**SOURCE INFORMATION**

● ● ●

//! Typed, strided views over accessor storage.
//!
//! [AccessorView] is the only place that follows the
//! accessor → buffer view → buffer indirection. Every pass reads vertex and
//! index data through it, so none of them assume tight packing.

use gltf::json::{
    self,
    accessor::{ComponentType, GenericComponentType, Type},
    buffer::Stride,
    validation::Checked,
    Index,
};
use xxhash_rust::xxh3::Xxh3;

use crate::{
    document::Document,
    error::{Error, Result},
};

pub fn component_width(component: ComponentType) -> usize {
    match component {
        ComponentType::I8 | ComponentType::U8 => 1,
        ComponentType::I16 | ComponentType::U16 => 2,
        ComponentType::U32 | ComponentType::F32 => 4,
    }
}

/// The GL enum glTF stores for a component type.
pub fn component_code(component: ComponentType) -> u32 {
    match component {
        ComponentType::I8 => 5120,
        ComponentType::U8 => 5121,
        ComponentType::I16 => 5122,
        ComponentType::U16 => 5123,
        ComponentType::U32 => 5125,
        ComponentType::F32 => 5126,
    }
}

pub fn shape_arity(shape: Type) -> usize {
    match shape {
        Type::Scalar => 1,
        Type::Vec2 => 2,
        Type::Vec3 => 3,
        Type::Vec4 | Type::Mat2 => 4,
        Type::Mat3 => 9,
        Type::Mat4 => 16,
    }
}

/// Component type, element shape and normalization of one accessor element.
#[derive(Debug, Clone, Copy)]
pub struct ElementFormat {
    pub component: ComponentType,
    pub shape: Type,
    pub normalized: bool,
}

impl ElementFormat {
    pub fn new(component: ComponentType, shape: Type) -> Self {
        Self {
            component,
            shape,
            normalized: false,
        }
    }

    pub fn of(accessor: &json::Accessor) -> Result<Self> {
        let component = match &accessor.component_type {
            Checked::Valid(GenericComponentType(component)) => *component,
            Checked::Invalid => {
                return Err(Error::UnsupportedFormat(
                    "unknown accessor component type".to_string(),
                ));
            }
        };
        let shape = match &accessor.type_ {
            Checked::Valid(shape) => *shape,
            Checked::Invalid => {
                return Err(Error::UnsupportedFormat(
                    "unknown accessor element shape".to_string(),
                ));
            }
        };
        Ok(Self {
            component,
            shape,
            normalized: accessor.normalized,
        })
    }

    /// Byte width of one element: component width × shape arity.
    pub fn width(&self) -> usize {
        component_width(self.component) * shape_arity(self.shape)
    }

    /// Hashable identity of the format.
    pub fn key(&self) -> (u32, usize, bool) {
        (
            component_code(self.component),
            shape_arity(self.shape) | shape_tag(self.shape),
            self.normalized,
        )
    }
}

// Mat2 and Vec4 share an arity, so the key tags matrices apart.
fn shape_tag(shape: Type) -> usize {
    match shape {
        Type::Mat2 | Type::Mat3 | Type::Mat4 => 1 << 8,
        _ => 0,
    }
}

impl PartialEq for ElementFormat {
    fn eq(&self, other: &Self) -> bool {
        self.key() == other.key()
    }
}

impl Eq for ElementFormat {}

/// A resolved accessor: base slice, element stride, element width and count.
///
/// The bounds of the whole element range are validated once in
/// [AccessorView::resolve]; the view borrows the document, so it can never
/// outlive a mutation of the buffers it points into. Sparse accessors do not
/// resolve: their base view alone is not their content.
#[derive(Debug, Clone, Copy)]
pub struct AccessorView<'a> {
    bytes: &'a [u8],
    stride: usize,
    format: ElementFormat,
    count: usize,
}

impl<'a> AccessorView<'a> {
    pub fn resolve(doc: &'a Document, index: Index<json::Accessor>) -> Result<Self> {
        let accessor = doc.root.accessors.get(index.value()).ok_or_else(|| {
            Error::Structural(format!("accessor {} out of range", index.value()))
        })?;
        if accessor.sparse.is_some() {
            return Err(Error::UnsupportedFormat(format!(
                "accessor {} carries sparse substitutions",
                index.value()
            )));
        }
        let format = ElementFormat::of(accessor)?;

        let view_index = accessor.buffer_view.ok_or_else(|| {
            Error::Structural(format!("accessor {} has no buffer view", index.value()))
        })?;
        let view = doc.root.buffer_views.get(view_index.value()).ok_or_else(|| {
            Error::Structural(format!("buffer view {} out of range", view_index.value()))
        })?;
        let buffer = doc.buffers.get(view.buffer.value()).ok_or_else(|| {
            Error::Structural(format!("buffer {} out of range", view.buffer.value()))
        })?;

        let width = format.width();
        let stride = match view.byte_stride {
            Some(Stride(stride)) if stride > 0 => stride,
            _ => width,
        };
        let offset = view.byte_offset.map_or(0, |o| o.0 as usize)
            + accessor.byte_offset.map_or(0, |o| o.0 as usize);
        let count = accessor.count.0 as usize;

        let span = match count {
            0 => Some(0),
            _ => stride
                .checked_mul(count - 1)
                .and_then(|span| span.checked_add(width)),
        };
        let bytes = span
            .and_then(|span| offset.checked_add(span))
            .and_then(|end| buffer.get(offset..end))
            .ok_or_else(|| {
                Error::Structural(format!(
                    "accessor {} ({count} x {width} bytes, stride {stride}, offset {offset}) \
                     overruns buffer {} of {} bytes",
                    index.value(),
                    view.buffer.value(),
                    buffer.len()
                ))
            })?;

        Ok(Self {
            bytes,
            stride,
            format,
            count,
        })
    }

    pub fn count(&self) -> usize {
        self.count
    }

    pub fn stride(&self) -> usize {
        self.stride
    }

    pub fn width(&self) -> usize {
        self.format.width()
    }

    pub fn format(&self) -> ElementFormat {
        self.format
    }

    pub fn element(&self, i: usize) -> Option<&'a [u8]> {
        if i >= self.count {
            return None;
        }
        let start = i * self.stride;
        self.bytes.get(start..start + self.format.width())
    }

    pub fn elements(self) -> impl Iterator<Item = &'a [u8]> {
        (0..self.count).filter_map(move |i| self.element(i))
    }

    /// Reads element `i` as an unsigned integer index.
    pub fn index(&self, i: usize) -> Option<u32> {
        let bytes = self.element(i)?;
        match self.format.component {
            ComponentType::U8 => Some(u32::from(bytes[0])),
            ComponentType::U16 => Some(u32::from(u16::from_le_bytes([bytes[0], bytes[1]]))),
            ComponentType::U32 => Some(u32::from_le_bytes([bytes[0], bytes[1], bytes[2], bytes[3]])),
            _ => None,
        }
    }

    pub fn read_indices(&self) -> Result<Vec<u32>> {
        let unsigned = matches!(
            self.format.component,
            ComponentType::U8 | ComponentType::U16 | ComponentType::U32
        );
        if !unsigned || !matches!(self.format.shape, Type::Scalar) {
            return Err(Error::UnsupportedFormat(format!(
                "index accessor of component type {}",
                component_code(self.format.component)
            )));
        }
        (0..self.count)
            .map(|i| {
                self.index(i)
                    .ok_or_else(|| Error::Structural(format!("index element {i} unreadable")))
            })
            .collect()
    }

    /// Folds every element's raw bytes into one xxh3 digest.
    pub fn content_hash(&self) -> u64 {
        let mut hasher = Xxh3::new();
        for element in self.elements() {
            hasher.update(element);
        }
        hasher.digest()
    }

    /// Element-by-element byte comparison, independent of stride.
    pub fn same_content(&self, other: &AccessorView<'_>) -> bool {
        self.count == other.count
            && self.width() == other.width()
            && self.elements().eq(other.elements())
    }

    /// Copies the elements into a tightly packed vector.
    pub fn to_packed(&self) -> Vec<u8> {
        let mut packed = Vec::with_capacity(self.count * self.width());
        for element in self.elements() {
            packed.extend_from_slice(element);
        }
        packed
    }
}

/// Narrowest unsigned component able to address a vertex range.
#[derive(Debug, Clone, Copy, PartialEq, Eq)]
pub enum IndexWidth {
    U8,
    U16,
    U32,
}

impl IndexWidth {
    pub fn for_vertex_count(vertex_count: usize) -> Self {
        if vertex_count <= u8::MAX as usize {
            Self::U8
        } else if vertex_count <= u16::MAX as usize {
            Self::U16
        } else {
            Self::U32
        }
    }

    pub fn of(component: ComponentType) -> Option<Self> {
        match component {
            ComponentType::U8 => Some(Self::U8),
            ComponentType::U16 => Some(Self::U16),
            ComponentType::U32 => Some(Self::U32),
            _ => None,
        }
    }

    pub fn component_type(self) -> ComponentType {
        match self {
            Self::U8 => ComponentType::U8,
            Self::U16 => ComponentType::U16,
            Self::U32 => ComponentType::U32,
        }
    }

    pub fn format(self) -> ElementFormat {
        ElementFormat::new(self.component_type(), Type::Scalar)
    }

    /// Little-endian encoding; values are truncated to the width.
    pub fn encode(self, indices: &[u32]) -> Vec<u8> {
        match self {
            Self::U8 => indices.iter().map(|&i| i as u8).collect(),
            Self::U16 => indices
                .iter()
                .flat_map(|&i| (i as u16).to_le_bytes())
                .collect(),
            Self::U32 => indices.iter().flat_map(|&i| i.to_le_bytes()).collect(),
        }
    }
}
//! Randomized checks of what every pass guarantees.

mod common;

use common::{accessor, drawn_positions, position_of, Builder};
use gltf_squash::{prelude::*, Document};
use quickcheck::TestResult;
use quickcheck_macros::quickcheck;
use serde_json::{json, Value};

const PALETTE: [[f32; 3]; 5] = [
    [0.0, 0.0, 0.0],
    [1.0, 0.0, 0.0],
    [0.0, 1.0, 0.0],
    [0.0, 0.0, 1.0],
    [1.0, 1.0, 1.0],
];

/// One indexed triangle list whose vertices repeat palette entries.
fn triangle_soup(picks: &[u8], seeds: &[u8]) -> Option<Document> {
    let picks = &picks[..picks.len().min(48)];
    if picks.is_empty() {
        return None;
    }
    let points: Vec<[f32; 3]> = picks
        .iter()
        .map(|&pick| PALETTE[pick as usize % PALETTE.len()])
        .collect();
    let faces = seeds.len().min(60) / 3 * 3;
    if faces == 0 {
        return None;
    }
    let indices: Vec<u16> = seeds[..faces]
        .iter()
        .map(|&seed| (seed as usize % points.len()) as u16)
        .collect();

    let mut builder = Builder::new();
    let positions = builder.positions(&points);
    let indices = builder.indices(&indices);
    Some(builder.finish(json!({
        "scenes": [{ "nodes": [0] }],
        "nodes": [{ "mesh": 0 }],
        "meshes": [{ "primitives": [{
            "attributes": { "POSITION": positions },
            "indices": indices
        }]}]
    })))
}

#[quickcheck]
fn welding_keeps_every_drawn_vertex(picks: Vec<u8>, seeds: Vec<u8>) -> TestResult {
    let Some(mut doc) = triangle_soup(&picks, &seeds) else {
        return TestResult::discard();
    };
    let primitive = doc.root.meshes[0].primitives[0].clone();
    let drawn = drawn_positions(&doc, &primitive);
    let before = accessor(&doc, position_of(&primitive)).count();

    weld(&mut doc, &WeldOptions::default(), &mut Silent).unwrap();

    let primitive = &doc.root.meshes[0].primitives[0];
    let after = accessor(&doc, position_of(primitive)).count();
    TestResult::from_bool(after <= before && drawn_positions(&doc, primitive) == drawn)
}

#[quickcheck]
fn welding_twice_changes_nothing(picks: Vec<u8>, seeds: Vec<u8>) -> TestResult {
    let Some(mut doc) = triangle_soup(&picks, &seeds) else {
        return TestResult::discard();
    };
    weld(&mut doc, &WeldOptions::default(), &mut Silent).unwrap();
    let accessors = doc.root.accessors.len();
    let again = weld(&mut doc, &WeldOptions::default(), &mut Silent).unwrap();
    TestResult::from_bool(again.welded == 0 && doc.root.accessors.len() == accessors)
}

/// Several meshes over a handful of scalar accessors drawn from a small pool,
/// so that equal payloads and equal meshes are common.
fn repetitive_graph(values: &[u8], meshes: &[(u8, u8)]) -> Document {
    let mut builder = Builder::new();
    let accessors: Vec<u32> = values
        .iter()
        .take(12)
        .map(|&value| builder.scalars(&[f32::from(value % 3), 1.0]))
        .collect();
    let pick = |seed: u8| accessors[seed as usize % accessors.len()];

    let meshes: Vec<Value> = meshes
        .iter()
        .take(12)
        .map(|&(weights, joints)| {
            json!({ "primitives": [{
                "attributes": { "WEIGHTS_0": pick(weights), "JOINTS_0": pick(joints) },
                "mode": 0
            }]})
        })
        .collect();
    let nodes: Vec<Value> = (0..meshes.len()).map(|m| json!({ "mesh": m })).collect();
    let roots: Vec<usize> = (0..nodes.len()).collect();
    builder.finish(json!({
        "scenes": [{ "nodes": roots }],
        "nodes": nodes,
        "meshes": meshes
    }))
}

#[quickcheck]
fn dedup_is_idempotent(values: Vec<u8>, meshes: Vec<(u8, u8)>) -> TestResult {
    if values.is_empty() || meshes.is_empty() {
        return TestResult::discard();
    }
    let mut doc = repetitive_graph(&values, &meshes);
    dedup(&mut doc, &DedupOptions::default(), &mut Silent).unwrap();
    if doc.check_references().is_err() {
        return TestResult::failed();
    }
    let again = dedup(&mut doc, &DedupOptions::default(), &mut Silent).unwrap();
    TestResult::from_bool(again.removed() == 0)
}

/// A forest where every node only parents later nodes, with meshes on some
/// of them and a random subset of roots listed in the scene.
fn random_forest(links: &[(u8, bool)], roots: &[u8]) -> Document {
    let count = links.len().min(24);
    let mut children: Vec<Vec<usize>> = vec![Vec::new(); count];
    for (n, &(parent, _)) in links.iter().take(count).enumerate().skip(1) {
        children[parent as usize % n].push(n);
    }

    let mut builder = Builder::new();
    let positions = builder.positions(&PALETTE[..3]);
    let nodes: Vec<Value> = links
        .iter()
        .take(count)
        .zip(&children)
        .map(|(&(_, has_mesh), children)| {
            let mut node = json!({});
            if has_mesh {
                node["mesh"] = json!(0);
            }
            if !children.is_empty() {
                node["children"] = json!(children);
            }
            node
        })
        .collect();
    let mut scene: Vec<usize> = roots.iter().map(|&r| r as usize % count).collect();
    scene.sort_unstable();
    scene.dedup();
    builder.finish(json!({
        "scenes": [{ "nodes": scene }],
        "nodes": nodes,
        "meshes": [{ "primitives": [{ "attributes": { "POSITION": positions } }] }]
    }))
}

#[quickcheck]
fn pruning_is_sound_and_idempotent(links: Vec<(u8, bool)>, roots: Vec<u8>) -> TestResult {
    if links.is_empty() || roots.is_empty() {
        return TestResult::discard();
    }
    let mut doc = random_forest(&links, &roots);
    if prune(&mut doc, &PruneOptions::default(), &mut Silent).is_err() {
        return TestResult::failed();
    }
    if doc.check_references().is_err() {
        return TestResult::failed();
    }
    if doc.root.scenes[0].nodes.is_empty() {
        let again = prune(&mut doc, &PruneOptions::default(), &mut Silent);
        return TestResult::from_bool(
            doc.root.nodes.is_empty() && matches!(again, Err(Error::NoSceneRoots)),
        );
    }
    // Every surviving node carries a mesh or leads to one.
    let meshless_leaf = doc.root.nodes.iter().any(|node| {
        node.mesh.is_none() && node.children.as_ref().is_none_or(Vec::is_empty)
    });
    let again = prune(&mut doc, &PruneOptions::default(), &mut Silent).unwrap();
    TestResult::from_bool(!meshless_leaf && again.removed.total() == 0 && again.leaves == 0)
}

#[quickcheck]
fn pipeline_keeps_references_valid(picks: Vec<u8>, seeds: Vec<u8>) -> TestResult {
    let Some(mut doc) = triangle_soup(&picks, &seeds) else {
        return TestResult::discard();
    };
    let drawn = drawn_positions(&doc, &doc.root.meshes[0].primitives[0]);
    run_passes(&mut doc, &OptimizeConfig::default(), &mut Silent).unwrap();
    TestResult::from_bool(
        doc.check_references().is_ok()
            && drawn_positions(&doc, &doc.root.meshes[0].primitives[0]) == drawn,
    )
}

● ● ●

From the entries above, copy every line that holds the word "scenes".

**THE ANSWER**
        "scenes": [{ "nodes": [0] }],
        "scenes": [{ "nodes": roots }],
        "scenes": [{ "nodes": scene }],
    if doc.root.scenes[0].nodes.is_empty() {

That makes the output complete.